• [Given information]:
★ ★ ★ ★
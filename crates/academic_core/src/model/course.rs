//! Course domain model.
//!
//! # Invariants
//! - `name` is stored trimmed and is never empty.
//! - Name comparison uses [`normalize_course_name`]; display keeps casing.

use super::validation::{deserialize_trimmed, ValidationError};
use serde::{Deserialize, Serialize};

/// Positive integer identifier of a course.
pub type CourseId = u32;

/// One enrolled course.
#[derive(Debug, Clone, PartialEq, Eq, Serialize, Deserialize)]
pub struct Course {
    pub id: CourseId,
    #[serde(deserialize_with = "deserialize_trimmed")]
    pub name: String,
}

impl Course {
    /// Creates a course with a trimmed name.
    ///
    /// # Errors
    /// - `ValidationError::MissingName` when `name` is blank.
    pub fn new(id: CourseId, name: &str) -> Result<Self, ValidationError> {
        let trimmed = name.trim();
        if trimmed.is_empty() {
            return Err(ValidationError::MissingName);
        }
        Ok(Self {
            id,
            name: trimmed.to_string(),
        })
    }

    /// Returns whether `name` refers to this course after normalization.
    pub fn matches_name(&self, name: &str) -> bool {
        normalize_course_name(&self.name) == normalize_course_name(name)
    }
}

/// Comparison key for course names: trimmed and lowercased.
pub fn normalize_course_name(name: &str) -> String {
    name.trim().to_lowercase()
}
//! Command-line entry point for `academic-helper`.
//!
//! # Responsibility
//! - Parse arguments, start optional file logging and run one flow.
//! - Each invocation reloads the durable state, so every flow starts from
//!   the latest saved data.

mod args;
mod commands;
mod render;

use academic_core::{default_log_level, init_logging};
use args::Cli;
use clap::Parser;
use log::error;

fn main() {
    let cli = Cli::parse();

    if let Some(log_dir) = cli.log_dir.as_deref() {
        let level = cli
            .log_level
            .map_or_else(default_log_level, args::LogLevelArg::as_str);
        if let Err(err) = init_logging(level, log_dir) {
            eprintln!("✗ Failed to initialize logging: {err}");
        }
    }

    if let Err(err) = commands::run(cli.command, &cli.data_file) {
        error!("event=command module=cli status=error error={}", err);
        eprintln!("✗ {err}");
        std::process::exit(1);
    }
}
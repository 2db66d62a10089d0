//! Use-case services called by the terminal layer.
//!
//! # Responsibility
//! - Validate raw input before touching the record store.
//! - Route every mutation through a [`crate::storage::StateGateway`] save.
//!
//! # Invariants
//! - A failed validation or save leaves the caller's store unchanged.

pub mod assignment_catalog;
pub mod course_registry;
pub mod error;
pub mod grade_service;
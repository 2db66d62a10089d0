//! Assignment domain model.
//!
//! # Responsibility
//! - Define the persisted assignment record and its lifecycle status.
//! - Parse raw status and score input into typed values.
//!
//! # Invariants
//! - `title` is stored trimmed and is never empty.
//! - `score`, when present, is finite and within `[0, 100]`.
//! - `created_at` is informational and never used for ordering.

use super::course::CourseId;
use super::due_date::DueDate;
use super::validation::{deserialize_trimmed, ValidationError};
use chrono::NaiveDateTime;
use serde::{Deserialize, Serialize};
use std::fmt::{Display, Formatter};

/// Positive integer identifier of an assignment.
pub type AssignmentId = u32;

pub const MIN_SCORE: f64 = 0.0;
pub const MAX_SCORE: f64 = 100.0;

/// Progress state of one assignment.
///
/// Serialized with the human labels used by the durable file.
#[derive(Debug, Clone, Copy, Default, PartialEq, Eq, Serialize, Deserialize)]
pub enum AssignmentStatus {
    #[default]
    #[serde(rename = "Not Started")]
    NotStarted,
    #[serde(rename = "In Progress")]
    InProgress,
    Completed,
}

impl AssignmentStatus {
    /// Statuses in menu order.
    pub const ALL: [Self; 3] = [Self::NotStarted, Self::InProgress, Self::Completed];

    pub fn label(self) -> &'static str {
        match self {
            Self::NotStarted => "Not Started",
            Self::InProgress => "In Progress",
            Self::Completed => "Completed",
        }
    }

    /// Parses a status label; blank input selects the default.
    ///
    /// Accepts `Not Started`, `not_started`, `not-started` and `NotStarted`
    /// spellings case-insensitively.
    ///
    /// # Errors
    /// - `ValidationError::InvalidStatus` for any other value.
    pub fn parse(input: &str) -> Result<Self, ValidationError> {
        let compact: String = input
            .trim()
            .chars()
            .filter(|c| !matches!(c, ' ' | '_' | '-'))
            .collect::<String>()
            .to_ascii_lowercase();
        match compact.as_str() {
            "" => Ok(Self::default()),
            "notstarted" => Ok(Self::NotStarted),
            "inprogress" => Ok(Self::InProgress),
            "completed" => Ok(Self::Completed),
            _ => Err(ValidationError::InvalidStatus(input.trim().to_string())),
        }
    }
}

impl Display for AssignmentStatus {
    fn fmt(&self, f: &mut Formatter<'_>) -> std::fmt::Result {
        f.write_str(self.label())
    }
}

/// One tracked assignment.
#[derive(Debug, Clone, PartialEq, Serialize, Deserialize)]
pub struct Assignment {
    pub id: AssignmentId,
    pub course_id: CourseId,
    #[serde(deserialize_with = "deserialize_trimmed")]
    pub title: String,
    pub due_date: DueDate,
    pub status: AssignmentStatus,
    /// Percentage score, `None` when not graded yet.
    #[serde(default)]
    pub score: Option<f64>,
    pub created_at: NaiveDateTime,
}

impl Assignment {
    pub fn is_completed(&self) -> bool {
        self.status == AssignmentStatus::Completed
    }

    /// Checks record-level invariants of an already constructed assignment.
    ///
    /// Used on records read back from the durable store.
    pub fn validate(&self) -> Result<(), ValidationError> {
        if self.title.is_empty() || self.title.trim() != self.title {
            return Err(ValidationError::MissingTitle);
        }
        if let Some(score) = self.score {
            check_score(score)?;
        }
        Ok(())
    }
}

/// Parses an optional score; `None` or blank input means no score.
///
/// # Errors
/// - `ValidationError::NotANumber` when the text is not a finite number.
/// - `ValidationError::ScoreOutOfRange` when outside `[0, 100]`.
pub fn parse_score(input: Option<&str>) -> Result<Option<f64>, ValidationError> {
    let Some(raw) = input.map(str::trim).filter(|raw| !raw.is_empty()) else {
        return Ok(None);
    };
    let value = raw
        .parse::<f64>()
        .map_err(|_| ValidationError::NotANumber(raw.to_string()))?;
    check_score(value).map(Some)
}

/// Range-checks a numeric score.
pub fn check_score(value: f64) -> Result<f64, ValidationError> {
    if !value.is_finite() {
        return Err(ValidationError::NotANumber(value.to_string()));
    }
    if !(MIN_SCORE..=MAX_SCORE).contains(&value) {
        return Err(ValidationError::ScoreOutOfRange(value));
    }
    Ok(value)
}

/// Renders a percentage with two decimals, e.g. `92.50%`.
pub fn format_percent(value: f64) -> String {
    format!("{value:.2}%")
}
★ ★ ★ ★
• [Work required]:
Set down, exactly as written, each line of the data from its opening line through the one containing "if let Err(err) = init_logging(level, log_dir)". Output nothing more.

• [Finished task]:
filename crates/academic_core/src/model/course.rs
//! Course domain model.
//!
//! # Invariants
//! - `name` is stored trimmed and is never empty.
//! - Name comparison uses [`normalize_course_name`]; display keeps casing.

use super::validation::{deserialize_trimmed, ValidationError};
use serde::{Deserialize, Serialize};

/// Positive integer identifier of a course.
pub type CourseId = u32;

/// One enrolled course.
#[derive(Debug, Clone, PartialEq, Eq, Serialize, Deserialize)]
pub struct Course {
    pub id: CourseId,
    #[serde(deserialize_with = "deserialize_trimmed")]
    pub name: String,
}

impl Course {
    /// Creates a course with a trimmed name.
    ///
    /// # Errors
    /// - `ValidationError::MissingName` when `name` is blank.
    pub fn new(id: CourseId, name: &str) -> Result<Self, ValidationError> {
        let trimmed = name.trim();
        if trimmed.is_empty() {
            return Err(ValidationError::MissingName);
        }
        Ok(Self {
            id,
            name: trimmed.to_string(),
        })
    }

    /// Returns whether `name` refers to this course after normalization.
    pub fn matches_name(&self, name: &str) -> bool {
        normalize_course_name(&self.name) == normalize_course_name(name)
    }
}

/// Comparison key for course names: trimmed and lowercased.
pub fn normalize_course_name(name: &str) -> String {
    name.trim().to_lowercase()
}
//! Command-line entry point for `academic-helper`.
//!
//! # Responsibility
//! - Parse arguments, start optional file logging and run one flow.
//! - Each invocation reloads the durable state, so every flow starts from
//!   the latest saved data.

mod args;
mod commands;
mod render;

use academic_core::{default_log_level, init_logging};
use args::Cli;
use clap::Parser;
use log::error;

fn main() {
    let cli = Cli::parse();

    if let Some(log_dir) = cli.log_dir.as_deref() {
        let level = cli
            .log_level
            .map_or_else(default_log_level, args::LogLevelArg::as_str);
        if let Err(err) = init_logging(level, log_dir) {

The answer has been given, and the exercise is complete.